A monumental work by a miniaturist
Andrew G. Lang | Cleveland, OH USA | 05/03/2000
(5 out of 5 stars)
"German composer Hanns Eisler is sometimes dismissed by his critics as a "miniaturist"--a gifted composer of songs, film scores, stage music and tightly-structured chamber pieces who was incapable of larger-scale orchestral works. This was partly the result of Eisler's theory of "applied music"--music should "climb down from its lofty heights" and take part in life's struggles. For Eisler, that meant music for the radical worker's movement in Europe before the Second World War, and particularly music for the new technologies of radio, sound film and recording. Both content and form dictated Eisler's style, which tended to produce concentrated bursts of meaning through carefully constructed forms.The "German Symphony" on this album--recorded by the famous Leipzig Gewandhaus--shows that Eisler could indeed write for large musical forces.
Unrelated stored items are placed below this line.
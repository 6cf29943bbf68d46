//! # Clock Module
//!
//! Wall-clock seam for cooldowns, expiry, and audit timestamps. The engine
//! stores and compares UTC; the fixed local offset exists only for display.

use chrono::{DateTime, Duration, FixedOffset, Utc};
use std::sync::Mutex;

/// Hours east of UTC for display-side local time (the deployment's zone).
pub const LOCAL_OFFSET_HOURS: i32 = 3;

/// Render a UTC timestamp in the fixed local zone.
pub fn local_time(at: DateTime<Utc>) -> DateTime<FixedOffset> {
    let offset = FixedOffset::east_opt(LOCAL_OFFSET_HOURS * 3600).expect("valid fixed offset");
    at.with_timezone(&offset)
}

/// Source of the current time.
pub trait Clock: Send + Sync {
    fn now(&self) -> DateTime<Utc>;
}

/// Production clock backed by the system time.
#[derive(Debug, Default, Clone, Copy)]
pub struct SystemClock;

impl Clock for SystemClock {
    fn now(&self) -> DateTime<Utc> {
        Utc::now()
    }
}

/// Test clock advanced explicitly. Never moves backwards.
#[derive(Debug)]
pub struct ManualClock {
    now: Mutex<DateTime<Utc>>,
}

impl ManualClock {
    pub fn new(start: DateTime<Utc>) -> Self {
        Self {
            now: Mutex::new(start),
        }
    }

    pub fn advance(&self, by: Duration) {
        let mut now = self.now.lock().expect("clock lock");
        *now += by;
    }
}

impl Clock for ManualClock {
    fn now(&self) -> DateTime<Utc> {
        *self.now.lock().expect("clock lock")
    }
}
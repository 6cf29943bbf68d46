//! # Persistence Errors
//!
//! Error types for the persistence layer, wrapping sqlx and serialization
//! errors. Anything surfacing from here means the store itself failed; the
//! engine maps it to its `Storage` error kind.

use thiserror::Error;

/// Persistence layer errors
#[derive(Debug, Error)]
pub enum StoreError {
    #[error("Database error: {0}")]
    Database(#[from] sqlx::Error),

    #[error("Record not found: {entity} with id {id}")]
    NotFound { entity: String, id: String },

    #[error("Details serialization error: {0}")]
    Serialization(#[from] serde_json::Error),

    #[error("Invalid decimal value: {0}")]
    InvalidDecimal(String),

    #[error("Invalid enum value: {field} = {value}")]
    InvalidEnumValue { field: String, value: String },
}

/// Result type alias for StoreError
pub type StoreResult<T> = Result<T, StoreError>;

impl StoreError {
    pub fn not_found(entity: &str, id: &str) -> Self {
        Self::NotFound {
            entity: entity.to_string(),
            id: id.to_string(),
        }
    }

    pub fn is_not_found(&self) -> bool {
        matches!(self, Self::NotFound { .. })
    }
}
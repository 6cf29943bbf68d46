//! SQLite persistence module
//!
//! Repository pattern for SQLite database access.

pub mod repos;
pub mod schema;

pub use repos::{
    create_pool, init_schema, LoanRepo, PoolRepo, TransactionRepo, TransferRepo, UserRepo,
};
pub use schema::{LoanRow, PoolRow, PoolSampleRow, TransactionRow, TransferRow, UserRow};
// ============================================================================
// Database initialization
// ============================================================================

const SCHEMA_SQL: &str = r#"
CREATE TABLE IF NOT EXISTS users (
    user_id      INTEGER PRIMARY KEY,
    balance      TEXT NOT NULL DEFAULT '0',
    last_gift_at TEXT
);

CREATE TABLE IF NOT EXISTS transactions (
    seq        INTEGER PRIMARY KEY AUTOINCREMENT,
    id         TEXT NOT NULL UNIQUE,
    owner_id   INTEGER NOT NULL,
    kind       TEXT NOT NULL,
    amount     TEXT NOT NULL,
    details    TEXT NOT NULL DEFAULT '{}',
    created_at TEXT NOT NULL
);
CREATE INDEX IF NOT EXISTS idx_transactions_owner ON transactions(owner_id, seq);

CREATE TABLE IF NOT EXISTS transfers (
    id           TEXT PRIMARY KEY,
    sender_id    INTEGER NOT NULL,
    recipient_id INTEGER NOT NULL,
    amount       TEXT NOT NULL,
    fee          TEXT NOT NULL,
    status       TEXT NOT NULL,
    created_at   TEXT NOT NULL
);
CREATE INDEX IF NOT EXISTS idx_transfers_sender ON transfers(sender_id, status);

CREATE TABLE IF NOT EXISTS loans (
    id          TEXT PRIMARY KEY,
    borrower_id INTEGER NOT NULL,
    principal   TEXT NOT NULL,
    interest    TEXT NOT NULL,
    total_due   TEXT NOT NULL,
    paid        INTEGER NOT NULL DEFAULT 0,
    issued_at   TEXT NOT NULL
);
CREATE INDEX IF NOT EXISTS idx_loans_borrower ON loans(borrower_id, paid);

CREATE TABLE IF NOT EXISTS pool (
    id     INTEGER PRIMARY KEY CHECK (id = 1),
    amount TEXT NOT NULL
);

CREATE TABLE IF NOT EXISTS pool_history (
    seq          INTEGER PRIMARY KEY AUTOINCREMENT,
    delta        TEXT NOT NULL,
    amount_after TEXT NOT NULL,
    created_at   TEXT NOT NULL
);
"#;

/// Open a connection pool, creating the database file when missing.
pub async fn create_pool(database_url: &str) -> StoreResult<SqlitePool> {
    let options = SqliteConnectOptions::from_str(database_url)?
        .create_if_missing(true)
        .busy_timeout(Duration::from_secs(5));
    let pool = SqlitePool::connect_with(options).await?;
    Ok(pool)
}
But the symphony's 11 movements are more of a series of cantatas than an integrated choral symphony. Still, the effect is impressive, and the opening Praeludium is one of the finest products of Eisler's generation of exiles from Nazi-dominated Europe. It is a powerful cry of protest, to words by Bertolt Brecht, against the spiritual and physical destruction of their German homeland."